Check every line of the material below, and show those that contain "counts".

[[ INPUT, beginning ]]

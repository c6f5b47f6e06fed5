use crate::error::{LimiterError, ThrottlerError, ThrottlerResult};
use serde::{Deserialize, Serialize};
use std::fmt;
use std::future::Future;
use std::pin::Pin;
use std::task::{Context, Poll};
use tokio::sync::oneshot;
use tokio::time::Instant;
use uuid::Uuid;

pub type JobId = Uuid;
pub type JobResult = ThrottlerResult<SendResponse>;

pub(crate) type BoxFuture<T> = Pin<Box<dyn Future<Output = T> + Send + 'static>>;
type Work = Box<dyn FnOnce() -> BoxFuture<JobResult> + Send + 'static>;
type Completion = Box<dyn FnOnce(JobResult) + Send + 'static>;

/// An outbound message. The throttling core never looks inside it.
#[derive(Debug, Clone, PartialEq, Eq, Serialize, Deserialize)]
pub struct SmsMessage {
    pub from: String,
    pub to: String,
    pub text: String,
}

impl SmsMessage {
    pub fn new(from: impl Into<String>, to: impl Into<String>, text: impl Into<String>) -> Self {
        Self {
            from: from.into(),
            to: to.into(),
            text: text.into(),
        }
    }
}

/// What the provider returned for a successful send.
#[derive(Debug, Clone, PartialEq, Serialize, Deserialize)]
pub struct SendResponse {
    pub id: String,
    /// Raw provider payload for debugging / audit.
    pub raw: serde_json::Value,
}

/// A unit of work waiting in, or running on, a limiter.
///
/// `work` produces the job's result once every limiter has admitted it. `done` is called exactly
/// once with that result, or with the error that ended the job early.
pub struct Job {
    id: JobId,
    key: String,
    submitted_at: Instant,
    work: Work,
    done: Completion,
}

impl Job {
    pub fn new<W, F, C>(key: impl Into<String>, work: W, done: C) -> Self
    where
        W: FnOnce() -> F + Send + 'static,
        F: Future<Output = JobResult> + Send + 'static,
        C: FnOnce(JobResult) + Send + 'static,
    {
        Self {
            id: Uuid::new_v4(),
            key: key.into(),
            submitted_at: Instant::now(),
            work: Box::new(move || Box::pin(work()) as BoxFuture<JobResult>),
            done: Box::new(done),
        }
    }

    /// Build a job whose result is delivered to the returned handle.
    pub fn with_handle<W, F>(key: impl Into<String>, work: W) -> (Self, JobHandle)
    where
        W: FnOnce() -> F + Send + 'static,
        F: Future<Output = JobResult> + Send + 'static,
    {
        let (tx, rx) = oneshot::channel();
        let job = Self::new(key, work, move |result| {
            // The caller may have stopped waiting; nothing to do then.
            let _ = tx.send(result);
        });
        let handle = JobHandle { id: job.id, rx };
        (job, handle)
    }

    pub fn id(&self) -> JobId {
        self.id
    }

    pub fn key(&self) -> &str {
        &self.key
    }

    pub fn submitted_at(&self) -> Instant {
        self.submitted_at
    }

    pub(crate) fn stamp(&mut self, at: Instant) {
        self.submitted_at = at;
    }

    pub(crate) fn into_parts(self) -> (JobParts, Completion) {
        (
            JobParts {
                id: self.id,
                key: self.key,
                work: self.work,
            },
            self.done,
        )
    }

    /// End the job without running it.
    pub(crate) fn reject(self, error: ThrottlerError) {
        (self.done)(Err(error));
    }
}

impl fmt::Debug for Job {
    fn fmt(&self, f: &mut fmt::Formatter<'_>) -> fmt::Result {
        f.debug_struct("Job")
            .field("id", &self.id)
            .field("key", &self.key)
            .field("submitted_at", &self.submitted_at)
            .finish_non_exhaustive()
    }
}

/// A job with its completion detached, as it travels to the next stage.
pub(crate) struct JobParts {
    pub(crate) id: JobId,
    pub(crate) key: String,
    work: Work,
}

impl JobParts {
    pub(crate) fn run(self) -> BoxFuture<JobResult> {
        (self.work)()
    }

    /// Rebuild a job, keeping its id, whose result is delivered to the returned handle.
    pub(crate) fn into_handled_job(self) -> (Job, JobHandle) {
        let (tx, rx) = oneshot::channel();
        let handle = JobHandle { id: self.id, rx };
        let job = Job {
            id: self.id,
            key: self.key,
            submitted_at: Instant::now(),
            work: self.work,
            done: Box::new(move |result| {
                let _ = tx.send(result);
            }),
        };
        (job, handle)
    }
}

/// Resolves to the job's result once the last limiter in its chain has completed it.
#[derive(Debug)]
pub struct JobHandle {
    id: JobId,
    rx: oneshot::Receiver<JobResult>,
}

impl JobHandle {
    pub fn id(&self) -> JobId {
        self.id
    }
}

impl Future for JobHandle {
    type Output = JobResult;

    fn poll(mut self: Pin<&mut Self>, cx: &mut Context<'_>) -> Poll<Self::Output> {
        let id = self.id;
        Pin::new(&mut self.rx)
            .poll(cx)
            .map(|received| received.unwrap_or_else(|_| Err(LimiterError::Abandoned(id).into())))
    }
}
use crate::clock::{Clock, TokioClock};
use crate::config::LimiterConfig;
use crate::error::{LimiterError, ThrottlerResult};
use crate::limiter::Limiter;
use std::collections::HashMap;
use std::sync::{Arc, Mutex, MutexGuard, PoisonError, RwLock};
use tracing::info;
use validator::Validate;

type CreatedListener = Arc<dyn Fn(&Limiter, &str) + Send + Sync>;

/// Lazily creates one limiter per key, all from the same template.
///
/// Each key keeps its limiter for the lifetime of the group, so every key has its own reservoir.
#[derive(Clone)]
pub struct LimiterGroup {
    template: LimiterConfig,
    clock: Arc<dyn Clock>,
    limiters: Arc<Mutex<HashMap<String, Limiter>>>,
    /// Serializes creation so each key gets exactly one limiter.
    creating: Arc<Mutex<()>>,
    created: Arc<RwLock<Vec<CreatedListener>>>,
}

impl LimiterGroup {
    pub fn new(template: LimiterConfig) -> ThrottlerResult<Self> {
        Self::with_clock(template, Arc::new(TokioClock))
    }

    pub fn with_clock(template: LimiterConfig, clock: Arc<dyn Clock>) -> ThrottlerResult<Self> {
        template.validate()?;
        Ok(Self {
            template,
            clock,
            limiters: Arc::new(Mutex::new(HashMap::new())),
            creating: Arc::new(Mutex::new(())),
            created: Arc::new(RwLock::new(Vec::new())),
        })
    }

    /// Called once for every newly created limiter, before it is handed out.
    ///
    /// The listener may read the group and fetch existing limiters. Creating another limiter from
    /// inside it deadlocks.
    pub fn on_created<F>(&self, listener: F)
    where
        F: Fn(&Limiter, &str) + Send + Sync + 'static,
    {
        self.created
            .write()
            .unwrap_or_else(PoisonError::into_inner)
            .push(Arc::new(listener));
    }

    /// Get the limiter for `key`, creating it on first use.
    pub fn key(&self, key: &str) -> ThrottlerResult<Limiter> {
        if let Some(limiter) = self.lookup(key)? {
            return Ok(limiter);
        }

        let _creating = self
            .creating
            .lock()
            .map_err(|_| LimiterError::Poisoned(format!("group of {}", self.template_name())))?;
        // Someone else may have created it while we waited.
        if let Some(limiter) = self.lookup(key)? {
            return Ok(limiter);
        }

        let limiter = Limiter::with_clock(key, &self.template, Arc::clone(&self.clock))?;

        let listeners = self
            .created
            .read()
            .unwrap_or_else(PoisonError::into_inner)
            .clone();
        for listener in listeners {
            listener(&limiter, key);
        }

        let total = {
            let mut limiters = self.lock_limiters()?;
            limiters.insert(key.to_string(), limiter.clone());
            limiters.len()
        };
        info!(key = %key, total, "Created limiter for key");
        Ok(limiter)
    }

    /// Limiter for `key` if one was already created.
    pub fn get(&self, key: &str) -> Option<Limiter> {
        self.limiters
            .lock()
            .unwrap_or_else(PoisonError::into_inner)
            .get(key)
            .cloned()
    }

    pub fn keys(&self) -> Vec<String> {
        let mut keys: Vec<String> = self
            .limiters
            .lock()
            .unwrap_or_else(PoisonError::into_inner)
            .keys()
            .cloned()
            .collect();
        keys.sort();
        keys
    }

    pub fn len(&self) -> usize {
        self.limiters
            .lock()
            .unwrap_or_else(PoisonError::into_inner)
            .len()
    }

    pub fn is_empty(&self) -> bool {
        self.len() == 0
    }

    fn lookup(&self, key: &str) -> ThrottlerResult<Option<Limiter>> {
        Ok(self.lock_limiters()?.get(key).cloned())
    }

    fn lock_limiters(&self) -> Result<MutexGuard<'_, HashMap<String, Limiter>>, LimiterError> {
        self.limiters
            .lock()
            .map_err(|_| LimiterError::Poisoned(format!("group of {}", self.template_name())))
    }

    fn template_name(&self) -> String {
        format!("{} per {:?}", self.template.calls_per_window, self.template.window)
    }
}

#[cfg(test)]
mod tests {
    use super::*;
    use crate::job::{JobResult, SendResponse};
    use std::sync::atomic::{AtomicUsize, Ordering};
    use std::time::Duration;

    fn group() -> LimiterGroup {
        LimiterGroup::new(LimiterConfig::new(2, Duration::from_secs(60))).unwrap()
    }

    fn response() -> JobResult {
        Ok(SendResponse {
            id: "m".to_string(),
            raw: serde_json::Value::Null,
        })
    }

    #[tokio::test]
    async fn test_one_limiter_per_distinct_key() {
        let group = group();
        let created = Arc::new(AtomicUsize::new(0));
        let counter = Arc::clone(&created);
        group.on_created(move |_, _| {
            counter.fetch_add(1, Ordering::SeqCst);
        });

        for key in ["0000002", "0000000", "0000001", "0000000", "0000002", "0000000"] {
            group.key(key).unwrap();
        }

        assert_eq!(created.load(Ordering::SeqCst), 3);
        assert_eq!(group.keys(), vec!["0000000", "0000001", "0000002"]);
        assert_eq!(group.len(), 3);
    }

    #[tokio::test]
    async fn test_same_key_returns_same_reservoir() {
        let group = group();
        group.key("0000000").unwrap().schedule("0000000", || async { response() }).await.unwrap();

        let counts = group.key("0000000").unwrap().counts().unwrap();
        assert_eq!(counts.remaining, 1);
        assert_eq!(counts.done, 1);
    }

    #[tokio::test]
    async fn test_keys_have_independent_reservoirs() {
        let group = group();
        for _ in 0..2 {
            group.key("0000000").unwrap().schedule("0000000", || async { response() }).await.unwrap();
        }

        assert_eq!(group.key("0000000").unwrap().counts().unwrap().remaining, 0);
        assert_eq!(group.key("0000001").unwrap().counts().unwrap().remaining, 2);
    }

    #[tokio::test]
    async fn test_created_listener_sees_key_before_first_use() {
        let group = group();
        let seen = Arc::new(Mutex::new(Vec::new()));
        let sink = Arc::clone(&seen);
        group.on_created(move |limiter, key| {
            assert_eq!(limiter.name(), key);
            sink.lock().unwrap().push(key.to_string());
        });

        assert!(group.get("0000009").is_none());
        group.key("0000009").unwrap();
        assert!(group.get("0000009").is_some());
        assert_eq!(*seen.lock().unwrap(), vec!["0000009".to_string()]);
    }

    #[tokio::test]
    async fn test_created_listener_can_read_the_group() {
        let group = group();
        group.key("0000000").unwrap();

        let seen = Arc::new(Mutex::new(Vec::new()));
        let reader = group.clone();
        let sink = Arc::clone(&seen);
        group.on_created(move |_, key| {
            let existing = reader.key("0000000").unwrap();
            sink.lock().unwrap().push((
                key.to_string(),
                reader.len(),
                reader.get(key).is_some(),
                existing.name().to_string(),
            ));
        });

        group.key("0000001").unwrap();
        assert_eq!(
            *seen.lock().unwrap(),
            vec![("0000001".to_string(), 1, false, "0000000".to_string())]
        );
        assert_eq!(group.keys(), vec!["0000000", "0000001"]);
    }

    #[test]
    fn test_invalid_template_is_rejected() {
        assert!(LimiterGroup::new(LimiterConfig::new(0, Duration::from_secs(1))).is_err());
    }
}
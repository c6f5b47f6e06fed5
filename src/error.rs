use serde::Serialize;
use uuid::Uuid;

/// Failure reported by the outbound SMS provider. Surfaced verbatim to the job's caller.
#[derive(Debug, Clone, PartialEq, Eq, Serialize, thiserror::Error)]
#[error("{message}")]
pub struct SendError {
    pub message: String,
}

impl SendError {
    pub fn new(message: impl Into<String>) -> Self {
        Self {
            message: message.into(),
        }
    }
}

/// Internal faults of a limiter. These are not caused by any single job.
#[derive(Debug, Clone, PartialEq, Eq, Serialize, thiserror::Error)]
pub enum LimiterError {
    #[error("state lock of limiter '{0}' is poisoned")]
    Poisoned(String),
    #[error("parent of limiter '{0}' is no longer alive")]
    ParentGone(String),
    #[error("job {job_id} panicked while running on limiter '{limiter}'")]
    JobPanicked { limiter: String, job_id: Uuid },
    #[error("job {0} was abandoned before it produced a result")]
    Abandoned(Uuid),
}

#[derive(Debug, thiserror::Error)]
pub enum ThrottlerError {
    #[error("send failed: {0}")]
    Send(#[from] SendError),

    #[error("job {job_id} dropped by limiter '{limiter}': backlog ceiling of {ceiling} reached")]
    Dropped {
        job_id: Uuid,
        limiter: String,
        ceiling: usize,
    },

    #[error("limiter error: {0}")]
    Limiter(#[from] LimiterError),

    #[error("validation error: {0}")]
    Validation(String),

    #[error("runtime error: {0}")]
    Runtime(String),
}

impl ThrottlerError {
    pub fn is_dropped(&self) -> bool {
        matches!(self, ThrottlerError::Dropped { .. })
    }
}

impl From<validator::ValidationErrors> for ThrottlerError {
    fn from(err: validator::ValidationErrors) -> Self {
        ThrottlerError::Validation(err.to_string())
    }
}

pub type ThrottlerResult<T> = Result<T, ThrottlerError>;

[[ INPUT, end ]]

EXERCISE ANSWER:
        let counts = group.key("0000000").unwrap().counts().unwrap();
        assert_eq!(counts.remaining, 1);
        assert_eq!(counts.done, 1);
        assert_eq!(group.key("0000000").unwrap().counts().unwrap().remaining, 0);
        assert_eq!(group.key("0000001").unwrap().counts().unwrap().remaining, 2);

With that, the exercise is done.